С Верой свершилось чудо, она с непостижимым спокойствием, хотя будто и не своим голосом спросила:
– А вы уверены, господин Кабат, что ваша подлость удастся? А что, если общество увидит, что настоящие бесы – это именно вы, господа? Начиная от Палена и кончая вами, сударь?
Кабат комично поиграл бровями.
– Поглядим.
– Поглядим, – произнесла с тем же спокойствием Вера. – Да это давно видно.
– Что видно? – встал с кресла Кабат.
– А то, что я сказала.
– Молчать! – заорал Кабат. – Я долго любезничал с вами, а могу и в карцер посадить подконец.
– Сажайте! – сорвалась на крик и Вера. – Можете делать со мной что угодно, но придет и ваш час, знайте!
И надо же, чтоб именно в эту минуту дверь отворилась и в следственную комнату вошел прокурор палаты Лопухин. Вера еще продолжала кричать:
– Придет время, когда и вы за все ответите! За все преступления свои! За все аресты, приговоры, кандалы, виселицы, кровь, за ссылку, за Петропавловку и Шлиссельбург! Это вы уродуете души, и не будь ваших зверств, вашего произвола, не было бы и Нечаева, не было бы и моего выстрела! От вас все зло! А меня можете хоть сейчас повесить, я не боюсь!..
Прокурор палаты грозно задвигал сросшимися бровями и обрушился на узницу:
– Это вы на кого кричите?
– На меня, господин прокурор, – весело и довольным тоном отозвался Кабат. – На весь наш существующий порядок.
Вскочив и кланяясь начальству, следователь потирал от удовольствия руки, думал про себя: «Ах, какая прелесть! Ах, как удачно вышло!..»

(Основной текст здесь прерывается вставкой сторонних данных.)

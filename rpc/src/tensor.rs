//! Conversions between owned arrays and the borrowed wire tensors.

use comms::msg::Tensor;
use ndarray::{ArrayD, CowArray, IxDyn};

use crate::Result;

/// Lays `t` out in row-major order, copying only when it isn't already.
pub(crate) fn standard(t: &ArrayD<f32>) -> CowArray<'_, f32, IxDyn> {
    t.as_standard_layout()
}

/// Borrows a standard layout array as a wire tensor.
pub(crate) fn to_wire<'a>(t: &'a CowArray<'_, f32, IxDyn>) -> Option<Tensor<'a>> {
    t.as_slice().map(|data| Tensor {
        shape: t.shape().to_vec(),
        data,
    })
}

/// Copies a received tensor out of the frame buffer.
pub(crate) fn from_wire(t: Tensor<'_>) -> Result<ArrayD<f32>> {
    Ok(ArrayD::from_shape_vec(IxDyn(&t.shape), t.data.to_vec())?)
}
use std::io;

pub trait Serialize<'a> {
    /// Writes the head of the frame body into `buf`.
    ///
    /// # Returns
    /// An optional tail that is written right after `buf` without being copied into it.
    fn serialize(&'a self, buf: &mut Vec<u8>) -> io::Result<Option<&'a [u8]>>;
}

– Протокол об окончании следствия оформлен? – деловито осведомился Лопухин. Лицо у него было хитрое, лисье.
– Нет еще, я ждал старшего следователя.
– Дайте ей, пусть прочтет.
Но после всего, что произошло, Вера не могла читать протокол, и Лопухин велел увести ее. Когда за ней закрылась дверь, Кабат с прежним веселым видом спросил у прокурора палаты:
– Слыхали? Каково, а?
– Что?
– То, что она кричала, слыхали?
Кабат постарался по свежей памяти как можно полнее передать Лопухину, о чем кричала Вера. Казалось, всю, всю себя выдала. При самом Лопухине!
Бедный Кабат! Лопухин, выслушав его, подвигал бровями и равнодушно махнул рукой.
– Ничего в этом не нахожу. Да и не слышал я, чтоб она такое кричала. Чепуха, сударь мой, – еще раз махнул рукой Лопухин и стал рыться в папке на столе Кабата. – Свидетели, я вижу, допрошены. Подследственная своей вины не отрицает. Показания Трепова есть… Очень хорошо. Пора вручить этой мерзавке обвинительный актик. Чего тянуть? Актик вручим – и суд! С графом Паленом я сегодня говорил, и решено тридцать первого марта все кончить.